気づくと、あちこちから聞こえていた魔獣の唸り声や、魔妖の断末魔が、まったく聞こえなくなっていた。
城は、とても静かだった。
「おっ、あいつらのほうも片付いたみたいだな。けっこうやりおる……あれ?」
おれはセザメとロイヒに話しかけたつもりだったのだが、いつの間にかその二人はいなくなっていた。
「……さすがにこれはおれが迷子ってわけじゃないよな?」
そう独り言をつぶやきつつ、城のあちこちを見て回った。百人の客が一度に晩餐できそうな食堂、一地方の住民全員を招待してもなお余裕がある舞踏館など、あまりにも規模が大きく絢爛に過ぎる城内を探索したが、ついに見つからなかった。
「なに、これ、ドッキリ?」
おれは段々と不安になり始めた。ルバイラではないが、あれだけ魔物が徘徊していたような城だ。
普通の城とは違う、なにか不気味な気配、底知れない脅威があるような感じは否めなかった。
「おーい! おーい! セザメ、ロイヒ、どこにいるんだよ? この際、ルバイラでもいいから出てきてくれ! おーい!」
返事は帰ってこなかった。
まだ探していない場所はと言えば、城の最上部、無限に続くかと思えるほど長い廊下の果てに据えられた、とてつもなく大きな扉の向こう。
城主がいるらしき部屋しかなかった。
「あのー、すみませんが……」
そう言ってノックしようとしたとたん、扉は勝手に内側へと開いた。
おれは仰天して、この先に行かないでこのまま帰れたらどれだけいいだろうと思ったが、そうするわけにもいかないようだった。

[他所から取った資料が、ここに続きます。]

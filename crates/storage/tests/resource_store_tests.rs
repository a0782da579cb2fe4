// Resource store behaviour over the filesystem backend:
// on-disk layout, persistence across handles and per-resource locking.

mod common;

use bytes::Bytes;
use common::{pushed_properties, seeded_bytes};
use gemvault_storage::{
    ContentKind, FilesystemBackend, ObjectStore, PRIVATE_GEMS_NAMESPACE, ResourceStore,
};
use std::sync::Arc;
use std::sync::atomic::{AtomicUsize, Ordering};
use tempfile::TempDir;
use tokio::time::Duration;

async fn filesystem_store(dir: &TempDir) -> (Arc<dyn ObjectStore>, ResourceStore) {
    let backend: Arc<dyn ObjectStore> =
        Arc::new(FilesystemBackend::new(dir.path()).await.unwrap());
    let store = ResourceStore::private_gems(Arc::clone(&backend));
    (backend, store)
}

#[tokio::test]
async fn test_layout_on_disk() {
    let dir = TempDir::new().unwrap();
    let (_, store) = filesystem_store(&dir).await;

    store
        .resource("example-1.0.0")
        .save(
            [
                (ContentKind::Gem, Bytes::from("gem")),
                (ContentKind::Spec, Bytes::from("spec")),
            ],
            pushed_properties("example", "1.0.0"),
        )
        .await
        .unwrap();

    let base = dir.path().join(PRIVATE_GEMS_NAMESPACE).join("example-1.0.0");
    assert_eq!(std::fs::read(base.join("gem")).unwrap(), b"gem");
    assert_eq!(std::fs::read(base.join("spec")).unwrap(), b"spec");

    let properties: serde_json::Value =
        serde_json::from_slice(&std::fs::read(base.join("properties.json")).unwrap()).unwrap();
    assert_eq!(properties["indexed"], true);
    assert_eq!(properties["name"], "example");
}

#[tokio::test]
async fn test_contents_survive_new_store_instance() {
    let dir = TempDir::new().unwrap();
    let data = seeded_bytes(7, 64 * 1024);
    {
        let (_, store) = filesystem_store(&dir).await;
        store
            .resource("example-1.0.0")
            .save(
                [(ContentKind::Gem, data.clone())],
                pushed_properties("example", "1.0.0"),
            )
            .await
            .unwrap();
    }

    let (_, store) = filesystem_store(&dir).await;
    let mut resource = store.resource("example-1.0.0");
    resource.load(ContentKind::Gem).await.unwrap();
    assert_eq!(resource.content(ContentKind::Gem), Some(&data));
    assert_eq!(store.list().await.unwrap(), vec!["example-1.0.0"]);
}

#[tokio::test]
async fn test_namespaces_are_segregated() {
    let dir = TempDir::new().unwrap();
    let (backend, private) = filesystem_store(&dir).await;
    let other = ResourceStore::new(Arc::clone(&backend), "cache/gems");

    other
        .resource("example-1.0.0")
        .save(
            [(ContentKind::Gem, Bytes::from("upstream"))],
            pushed_properties("example", "1.0.0"),
        )
        .await
        .unwrap();

    assert!(private.list().await.unwrap().is_empty());
    assert!(
        !private
            .resource("example-1.0.0")
            .exists(ContentKind::Gem)
            .await
            .unwrap()
    );
}

#[tokio::test]
async fn test_lock_serializes_read_modify_write() {
    let dir = TempDir::new().unwrap();
    let (_, store) = filesystem_store(&dir).await;
    store
        .resource("example-1.0.0")
        .save(
            [(ContentKind::Gem, Bytes::from("gem"))],
            pushed_properties("example", "1.0.0"),
        )
        .await
        .unwrap();

    let in_section = Arc::new(AtomicUsize::new(0));
    let mut handles = Vec::new();
    for i in 0..16 {
        let store = store.clone();
        let in_section = Arc::clone(&in_section);
        handles.push(tokio::spawn(async move {
            let _guard = store.lock("example-1.0.0").await;
            assert_eq!(in_section.fetch_add(1, Ordering::SeqCst), 0);

            let mut resource = store.resource("example-1.0.0");
            resource
                .update_properties(|p| p.indexed = i % 2 == 0)
                .await
                .unwrap();
            tokio::time::sleep(Duration::from_millis(2)).await;

            in_section.fetch_sub(1, Ordering::SeqCst);
        }));
    }
    for handle in handles {
        handle.await.unwrap();
    }

    // Whatever the final flag, the bag is intact.
    let mut resource = store.resource("example-1.0.0");
    let properties = resource.load_properties().await.unwrap();
    assert_eq!(properties.name.as_deref(), Some("example"));
    assert_eq!(properties.version.as_deref(), Some("1.0.0"));
}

おれたちにこの城の掃除を依頼した者が、この古城の城主が、部屋のはるか彼方にある玉座に座っていたからだ。
そしてその傍らに、五人の人影が横たわっているのが見えたからだ。それはロイヒ、セザメ、ルバイラ、タキカ、クイニーだった。
「どうもどうも。仲間を介抱してくれたよう……には見えないな」
おれの言葉に、城主は口の端をわずかに持ち上げた。
どう見ても只者には見えなかった。
もちろん、こんな城を所有しているような者だから、そんじょそこらの貴族たちとはわけが違う、とは思っていた。
しかしおれを見ているあの城主は、そんな程度ではない。そもそも人間ですらなく、明らかに魔族の一員と見えた。
何とも古典的な、しかしそれゆえに気品を備えて優雅な装束で、肩にかかるほどの長髪だった。
顔は青年にも老年にも見え、しかしこの世ならざる美しさをたたえており、油断をすればすぐにも魅了されてしまいかねないとさえ思えた。
おれは素直に訊ねることにした。
「何者?」
「カルドア・エルナーツァ」
城主はそう名乗った。
「吸血鬼だ」
<読んでも読まなくてもいい解説>
・ウッドゴーレム
木でできたゴーレム。ゴーレムというのは、通常動いたりうめいたりしない物を魔術によって動かしたりうめかせたりすることによって生まれる魔物である。素材となった物質に忠実な特性を持っており、ウッドゴーレムは光合成によって自立した活動エネルギーを得る。ゴーレムのなかでは比較的たやすく作成できるが、そのぶん脆く、目を離した隙に暖炉の火を引火させて勝手に燃え尽きることもしばしば。たまに頭に花が咲く場合があり、これはフラワーゴーレムとして、幸運の象徴とされる。